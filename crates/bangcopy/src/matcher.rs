//! Eligibility matching for bang-marked files
//!
//! A regular file is eligible when its name starts with one to three `!`
//! marks followed by at least one character that is not a mark. Four or
//! more marks, no marks, and names made only of marks are all rejected.

use regex::Regex;

use crate::error::Result;
use crate::scanner::DirEntrySnapshot;

/// The character that flags a file for triage
pub const MARK: char = '!';

/// Pattern for eligible names; group 1 holds the marks, group 2 the rest
const ELIGIBLE_PATTERN: &str = r"(?s)^(!{1,3})([^!].*)$";

/// A file from the source folder that qualified for copying
#[derive(Debug, Clone, PartialEq, Eq, Hash)]
pub struct MatchedFile {
    original_name: String,
    bang_count: usize,
    clean_basename: String,
}

impl MatchedFile {
    /// Name as found in the source folder, marks included
    #[must_use]
    pub fn original_name(&self) -> &str {
        &self.original_name
    }

    /// Number of leading marks, always in `1..=3`
    #[must_use]
    pub const fn bang_count(&self) -> usize {
        self.bang_count
    }

    /// Name with the leading marks removed; never empty, never starts with a mark
    #[must_use]
    pub fn clean_basename(&self) -> &str {
        &self.clean_basename
    }
}

/// Selects eligible files out of a source folder listing
#[derive(Debug, Clone)]
pub struct Matcher {
    pattern: Regex,
}

impl Matcher {
    /// Create a matcher for the `!` convention
    ///
    /// # Errors
    ///
    /// Returns an error if the built-in pattern fails to compile.
    pub fn new() -> Result<Self> {
        Ok(Self {
            pattern: Regex::new(ELIGIBLE_PATTERN)?,
        })
    }

    /// Match a single file name
    #[must_use]
    pub fn match_name(&self, name: &str) -> Option<MatchedFile> {
        let captures = self.pattern.captures(name)?;
        let marks = captures.get(1)?.as_str();
        let rest = captures.get(2)?.as_str();

        Some(MatchedFile {
            original_name: name.to_string(),
            bang_count: marks.chars().count(),
            clean_basename: rest.to_string(),
        })
    }

    /// Pick eligible files out of a listing, keeping listing order.
    ///
    /// Directories are excluded whatever their name, and so are names that
    /// are not valid UTF-8.
    #[must_use]
    pub fn match_entries(&self, entries: &[DirEntrySnapshot]) -> Vec<MatchedFile> {
        entries
            .iter()
            .filter(|entry| entry.is_file)
            .filter_map(|entry| {
                let Some(name) = entry.name.to_str() else {
                    tracing::debug!(name = ?entry.name, "skipping non UTF-8 file name");
                    return None;
                };
                let matched = self.match_name(name);
                if matched.is_none() {
                    tracing::debug!(name, "not eligible");
                }
                matched
            })
            .collect()
    }
}

#[cfg(test)]
mod tests {
    use super::*;

    fn matcher() -> Matcher {
        Matcher::new().unwrap()
    }

    #[test]
    fn test_accepts_one_to_three_marks() {
        let m = matcher();

        let one = m.match_name("!a.txt").unwrap();
        assert_eq!(one.bang_count(), 1);
        assert_eq!(one.clean_basename(), "a.txt");

        let two = m.match_name("!!b.txt").unwrap();
        assert_eq!(two.bang_count(), 2);
        assert_eq!(two.clean_basename(), "b.txt");

        let three = m.match_name("!!!c.txt").unwrap();
        assert_eq!(three.bang_count(), 3);
        assert_eq!(three.clean_basename(), "c.txt");
        assert_eq!(three.original_name(), "!!!c.txt");
    }

    #[test]
    fn test_rejects_four_or_more_marks() {
        let m = matcher();
        assert!(m.match_name("!!!!d.txt").is_none());
        assert!(m.match_name("!!!!!!e.txt").is_none());
    }

    #[test]
    fn test_rejects_unmarked_and_mark_only_names() {
        let m = matcher();
        assert!(m.match_name("normal.txt").is_none());
        assert!(m.match_name("a!.txt").is_none());
        assert!(m.match_name("!").is_none());
        assert!(m.match_name("!!!").is_none());
        assert!(m.match_name("").is_none());
    }

    #[test]
    fn test_marks_only_before_extension() {
        let matched = matcher().match_name("!!!.jpg").unwrap();
        assert_eq!(matched.bang_count(), 3);
        assert_eq!(matched.clean_basename(), ".jpg");
    }

    #[test]
    fn test_inner_marks_are_kept() {
        let matched = matcher().match_name("!wow!.txt").unwrap();
        assert_eq!(matched.clean_basename(), "wow!.txt");
    }

    #[test]
    fn test_multibyte_payload() {
        let matched = matcher().match_name("!!été.jpeg").unwrap();
        assert_eq!(matched.bang_count(), 2);
        assert_eq!(matched.clean_basename(), "été.jpeg");
    }

    #[test]
    fn test_match_entries_skips_directories_and_keeps_order() {
        let entries = vec![
            DirEntrySnapshot::new("!!!c.txt", true),
            DirEntrySnapshot::new("!dir", false),
            DirEntrySnapshot::new("normal.txt", true),
            DirEntrySnapshot::new("!a.txt", true),
            DirEntrySnapshot::new("!!!!d.txt", true),
            DirEntrySnapshot::new("!!b.txt", true),
        ];

        let matched = matcher().match_entries(&entries);
        let names: Vec<_> = matched.iter().map(MatchedFile::original_name).collect();

        assert_eq!(names, vec!["!!!c.txt", "!a.txt", "!!b.txt"]);
    }
}
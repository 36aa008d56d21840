//! Configuration types and structures

use std::path::PathBuf;

use serde::{Deserialize, Serialize};

/// Run log output format
#[derive(Debug, Clone, Copy, PartialEq, Eq, Hash, Serialize, Deserialize)]
#[serde(rename_all = "lowercase")]
pub enum LogFormat {
    /// Human readable, pipe separated lines
    Log,
    /// Comma separated values
    Csv,
    /// A single JSON document
    Json,
}

impl LogFormat {
    /// File extension for artifacts of this format
    #[must_use]
    pub const fn extension(self) -> &'static str {
        match self {
            Self::Log => "log",
            Self::Csv => "csv",
            Self::Json => "json",
        }
    }
}

/// Config file contents as stored on disk.
///
/// Keys are optional here; [`super::ConfigValidator`] decides what is
/// required. Unknown keys are kept in `extra` so rewriting the file does
/// not drop them.
#[derive(Debug, Clone, PartialEq, Eq, Default, Serialize, Deserialize)]
pub struct Config {
    /// Destination folders, copied into in this order
    #[serde(default, skip_serializing_if = "Option::is_none")]
    pub destinations: Option<Vec<PathBuf>>,

    /// Where run logs are written
    #[serde(default, skip_serializing_if = "Option::is_none")]
    pub log_dir: Option<PathBuf>,

    /// Which run log formats to write
    #[serde(default, skip_serializing_if = "Option::is_none")]
    pub log_formats: Option<Vec<LogFormat>>,

    /// Keys this version does not know about
    #[serde(flatten)]
    pub extra: serde_json::Map<String, serde_json::Value>,
}
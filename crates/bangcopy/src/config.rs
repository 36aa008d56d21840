//! Configuration file loading, validation, and destination management
//!
//! This module handles:
//! - Default config location (`~/.config/bang-copier/config.json`)
//! - JSON parsing with serde
//! - Validation of destinations and log formats (fatal on failure)
//! - Log directory resolution
//! - Adding, removing, and clearing destinations in the persisted file

mod destinations;
mod loader;
mod types;
mod validation;


use std::path::Path;

pub use destinations::DestinationManager;
pub use loader::{ConfigLoader, default_config_path};
pub use types::{Config, LogFormat};
pub use validation::{ConfigValidator, ValidatedConfig};

use crate::error::ConfigError;

/// Coordinates loading and validation for a normal run
pub struct ConfigManager;

impl ConfigManager {
    /// Load the config file and validate it.
    ///
    /// # Errors
    ///
    /// Returns an error if the file is missing, unreadable, not valid JSON,
    /// or fails validation.
    pub fn load(path: &Path) -> Result<ValidatedConfig, ConfigError> {
        let config = ConfigLoader::load(path)?;
        let validated = ConfigValidator::validate(&config)?;

        tracing::debug!(
            config = %path.display(),
            destinations = validated.destinations().len(),
            "config loaded and validated"
        );
        Ok(validated)
    }
}
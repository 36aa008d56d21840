//! Console rendering of matches, previews, results, and summaries
//!
//! Everything here returns a `String`; printing is left to the caller.
//! Styling is passed in as a [`Style`] value rather than detected globally.

use std::fmt::Write;
use std::path::{Path, PathBuf};

use super::actions::{PlanAction, PreviewLine};
use super::{OperationResult, OperationStatus, RunSummary};
use crate::matcher::MatchedFile;
use crate::source::SourceContext;

/// Output styling
#[derive(Debug, Clone, Copy, PartialEq, Eq, Default)]
pub enum Style {
    /// No escape codes
    #[default]
    Plain,
    /// ANSI colors and bold headings
    Color,
}

/// Console reporter
#[derive(Debug, Clone, Copy, Default)]
pub struct Reporter {
    style: Style,
}

impl Reporter {
    /// Create a reporter with the given styling
    #[must_use]
    pub const fn new(style: Style) -> Self {
        Self { style }
    }

    fn paint(self, code: &str, text: &str) -> String {
        match self.style {
            Style::Plain => text.to_string(),
            Style::Color => format!("\x1b[{code}m{text}\x1b[0m"),
        }
    }

    /// Banner shown at startup
    #[must_use]
    pub fn intro(self) -> String {
        let title = self.paint("1;36", "Bang File Copier");
        format!("=== {title} ===\nCopy '!' files into your destinations.\n")
    }

    /// Resolved inputs for this run
    #[must_use]
    pub fn run_header(
        self,
        source: &SourceContext,
        destinations: &[PathBuf],
        log_dir: Option<&Path>,
        dry_run: bool,
    ) -> String {
        let mut output = String::new();
        let _ = writeln!(output, "{} Config loaded and validated", self.paint("32", "✓"));
        let _ = writeln!(output, "  Source:       {}", source.source_path().display());
        let _ = writeln!(output, "  Destinations:");
        for dest in destinations {
            let _ = writeln!(output, "    - {}", dest.display());
        }
        if let Some(dir) = log_dir {
            let _ = writeln!(output, "  Log directory: {}", dir.display());
        }
        if dry_run {
            let _ = writeln!(output, "  Mode:         {}", self.paint("33", "dry run"));
        }
        output
    }

    /// Shown when the source folder has nothing to copy
    #[must_use]
    pub fn no_matches(self) -> String {
        self.paint("33", "No eligible '!' files found. Exiting.")
    }

    /// Eligible files and the names they will get
    #[must_use]
    pub fn matches(self, source: &SourceContext, matches: &[MatchedFile]) -> String {
        let mut output = String::new();
        let _ = writeln!(output, "Found {} eligible file(s):", matches.len());
        for matched in matches {
            let _ = writeln!(
                output,
                "  {} -> {}",
                matched.original_name(),
                self.paint("1", &source.renamed_target(matched))
            );
        }
        output
    }

    /// What a real run would do, one line per planned operation
    #[must_use]
    pub fn preview(self, lines: &[PreviewLine]) -> String {
        let mut output = String::new();
        let tag = self.paint("33", "[DRY RUN]");
        for line in lines {
            let _ = match line.action {
                PlanAction::Copy => writeln!(
                    output,
                    "{tag} Would copy: {} -> {}",
                    line.source_path.display(),
                    line.destination_path.display()
                ),
                PlanAction::SkipExists => writeln!(
                    output,
                    "{tag} Would skip (already exists): {}",
                    line.destination_path.display()
                ),
            };
        }
        output
    }

    /// Outcome of each executed operation
    #[must_use]
    pub fn results(self, results: &[OperationResult]) -> String {
        let mut output = String::new();
        for result in results {
            let dest = result.operation.destination_path().display();
            let _ = match result.status {
                OperationStatus::Success => {
                    writeln!(output, "  {} {dest}", self.paint("32", "✓"))
                }
                OperationStatus::SkippedAlreadyExists => {
                    writeln!(output, "  {} {dest} (already exists)", self.paint("33", "-"))
                }
                OperationStatus::Error => writeln!(
                    output,
                    "  {} {dest}: {}",
                    self.paint("31", "✗"),
                    result.error_message.as_deref().unwrap_or("unknown error")
                ),
            };
        }
        output
    }

    /// Generate a summary report.
    ///
    /// For a dry run, `preview` supplies the would-copy and would-skip counts.
    #[must_use]
    pub fn summary(self, summary: &RunSummary, dry_run: bool, preview: &[PreviewLine]) -> String {
        let mut output = String::new();

        output.push_str("\n=== Summary ===\n");
        let _ = writeln!(output, "Matched files: {}", summary.matched_count);

        if dry_run {
            let would_copy = preview.iter().filter(|l| l.action == PlanAction::Copy).count();
            let would_skip = preview.len() - would_copy;
            let _ = writeln!(output, "Would copy:    {would_copy}");
            let _ = writeln!(output, "Would skip:    {would_skip}");
            output.push_str("Dry run: no files copied, no log written\n");
            return output;
        }

        let _ = writeln!(output, "Copied:        {}", summary.copied_count);
        let _ = writeln!(output, "Skipped:       {}", summary.skipped_count);
        let _ = writeln!(output, "Errors:        {}", summary.error_count);

        if let Some(log_path) = &summary.log_path {
            let _ = writeln!(output, "Log:           {}", log_path.display());
        }

        if summary.is_success() {
            let _ = writeln!(output, "Status: {}", self.paint("32", "✓ Success"));
        } else {
            let _ = writeln!(output, "Status: {}", self.paint("31", "✗ Completed with errors"));
        }

        output
    }

    /// Configured destinations
    #[must_use]
    pub fn destinations(self, destinations: &[PathBuf]) -> String {
        if destinations.is_empty() {
            return "No destinations configured.\n".to_string();
        }
        let mut output = String::from("Configured destinations:\n");
        for (idx, dest) in destinations.iter().enumerate() {
            let _ = writeln!(output, "  {}. {}", idx + 1, dest.display());
        }
        output
    }

    /// Result of adding a destination
    #[must_use]
    pub fn destination_added(self, dest: &Path, added: bool) -> String {
        if added {
            format!("{} Added destination: {}", self.paint("32", "✓"), dest.display())
        } else {
            format!("Destination already configured: {}", dest.display())
        }
    }

    /// Result of removing a destination
    #[must_use]
    pub fn destination_removed(self, dest: &Path, removed: bool) -> String {
        if removed {
            format!("{} Removed destination: {}", self.paint("32", "✓"), dest.display())
        } else {
            format!("Destination not found in config: {}", dest.display())
        }
    }

    /// Result of clearing destinations
    #[must_use]
    pub fn destinations_cleared(self) -> String {
        format!("{} Cleared all destinations", self.paint("32", "✓"))
    }
}
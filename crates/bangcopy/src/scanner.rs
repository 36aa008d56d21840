//! Top-level directory snapshot for the source folder
//!
//! The source folder is listed exactly once per run. Nothing below the top
//! level is visited, and later changes to the folder are not re-observed.

use std::ffi::OsString;
use std::fs;
use std::path::Path;

use crate::error::{BangError, Result};

/// One entry of the source folder listing
#[derive(Debug, Clone, PartialEq, Eq)]
pub struct DirEntrySnapshot {
    /// File name as reported by the filesystem
    pub name: OsString,
    /// Whether the entry is a regular file (symlinks to files count)
    pub is_file: bool,
}

impl DirEntrySnapshot {
    /// Build a snapshot entry by hand
    #[must_use]
    pub fn new(name: impl Into<OsString>, is_file: bool) -> Self {
        Self {
            name: name.into(),
            is_file,
        }
    }
}

/// List the top level of `base`, preserving the order the filesystem
/// returns entries in.
///
/// # Errors
///
/// Returns [`BangError::Scan`] if the directory or one of its entries
/// cannot be read.
pub fn scan(base: &Path) -> Result<Vec<DirEntrySnapshot>> {
    let scan_err = |source| BangError::Scan {
        path: base.to_path_buf(),
        source,
    };

    let mut entries = Vec::new();
    for entry in fs::read_dir(base).map_err(scan_err)? {
        let entry = entry.map_err(scan_err)?;
        let path = entry.path();

        entries.push(DirEntrySnapshot {
            name: entry.file_name(),
            is_file: path.is_file(),
        });
    }

    tracing::debug!(count = entries.len(), path = %base.display(), "scanned source folder");
    Ok(entries)
}
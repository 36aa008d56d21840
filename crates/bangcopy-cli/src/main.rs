mod cli;
mod commands;
mod logging;

use std::io::IsTerminal;
use std::process::ExitCode;

use anyhow::Context;
use bangcopy::ExitStatus;
use bangcopy::pipeline::{Reporter, Style};
use clap::Parser;
use cli::Cli;

fn main() -> ExitCode {
    let cli = Cli::parse();
    logging::init_subscriber(cli.verbose);

    match run(&cli) {
        Ok(status) => ExitCode::from(status.code()),
        Err(e) => {
            eprintln!("ERROR: {e:#}");
            ExitCode::from(ExitStatus::FatalPrecondition.code())
        }
    }
}

fn run(cli: &Cli) -> anyhow::Result<ExitStatus> {
    // Set up Ctrl+C handler for graceful interruption
    ctrlc::set_handler(|| {
        eprintln!("\n\nInterrupted by user (Ctrl+C)");
        std::process::exit(130); // Standard exit code for SIGINT
    })
    .context("Failed to set Ctrl+C handler")?;

    let reporter = Reporter::new(style(cli.plain));
    let config_path = match &cli.config {
        Some(path) => bangcopy::paths::resolve(path),
        None => bangcopy::config::default_config_path()?,
    };

    tracing::debug!(config = %config_path.display(), dry_run = cli.dry_run, "starting");

    if let Some(action) = cli.dest_action() {
        commands::Destinations::execute(&action, &config_path, reporter)
            .context("Failed to update destinations")?;
        return Ok(ExitStatus::Success);
    }

    commands::Triage::execute(&cli.source, &config_path, cli.dry_run, reporter)
}

fn style(plain: bool) -> Style {
    if plain || std::env::var_os("NO_COLOR").is_some() || !std::io::stdout().is_terminal() {
        Style::Plain
    } else {
        Style::Color
    }
}
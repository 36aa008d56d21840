//! Metadata-preserving file copy strategies

use std::fs::{self, File, OpenOptions};
use std::io;
use std::path::Path;

use filetime::FileTime;

/// Copies one file to a path that must not exist yet
pub trait FileCopier {
    /// Copy `source` to `dest`, carrying over permissions and timestamps.
    ///
    /// # Errors
    ///
    /// Returns an error if the source cannot be read, the destination
    /// already exists or cannot be written, or metadata cannot be applied.
    fn copy(&self, source: &Path, dest: &Path) -> io::Result<()>;
}

/// Portable copier: content, then permissions, then access/modification times.
///
/// The destination is opened create-new, so a file that appeared after
/// planning is reported as an error rather than overwritten.
#[derive(Debug, Clone, Copy, Default)]
pub struct MetadataCopier;

impl FileCopier for MetadataCopier {
    fn copy(&self, source: &Path, dest: &Path) -> io::Result<()> {
        let mut reader = File::open(source)?;
        let metadata = reader.metadata()?;

        let writer = OpenOptions::new().write(true).create_new(true).open(dest)?;

        let applied =
            copy_contents(&mut reader, writer).and_then(|()| apply_metadata(&metadata, dest));

        if applied.is_err() {
            // Only ever removes the file this call created
            let _ = fs::remove_file(dest);
        }
        applied
    }
}

fn copy_contents(reader: &mut File, mut writer: File) -> io::Result<()> {
    io::copy(reader, &mut writer)?;
    writer.sync_all()
}

fn apply_metadata(metadata: &fs::Metadata, dest: &Path) -> io::Result<()> {
    fs::set_permissions(dest, metadata.permissions())?;

    let accessed = FileTime::from_last_access_time(metadata);
    let modified = FileTime::from_last_modification_time(metadata);
    filetime::set_file_times(dest, accessed, modified)
}

/// macOS copier that shells out to `ditto` so Finder tags and extended
/// attributes travel with the file.
#[cfg(target_os = "macos")]
#[derive(Debug, Clone, Copy, Default)]
pub struct DittoCopier;

#[cfg(target_os = "macos")]
impl FileCopier for DittoCopier {
    fn copy(&self, source: &Path, dest: &Path) -> io::Result<()> {
        // ditto overwrites silently
        if dest.exists() {
            return Err(io::Error::new(
                io::ErrorKind::AlreadyExists,
                format!("destination already exists: {}", dest.display()),
            ));
        }

        let status = std::process::Command::new("ditto")
            .arg(source)
            .arg(dest)
            .status()?;
        if status.success() {
            Ok(())
        } else {
            Err(io::Error::other(format!("ditto exited with {status}")))
        }
    }
}

/// The copier used for real runs on this platform
#[must_use]
pub fn platform_copier() -> Box<dyn FileCopier> {
    #[cfg(target_os = "macos")]
    {
        Box::new(DittoCopier)
    }
    #[cfg(not(target_os = "macos"))]
    {
        Box::new(MetadataCopier)
    }
}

__________________________________________________

- _Prompt_: Report, from the entries above, each line where "reported" is found.

- _Exercise output_:
    /// File name as reported by the filesystem
/// planning is reported as an error rather than overwritten.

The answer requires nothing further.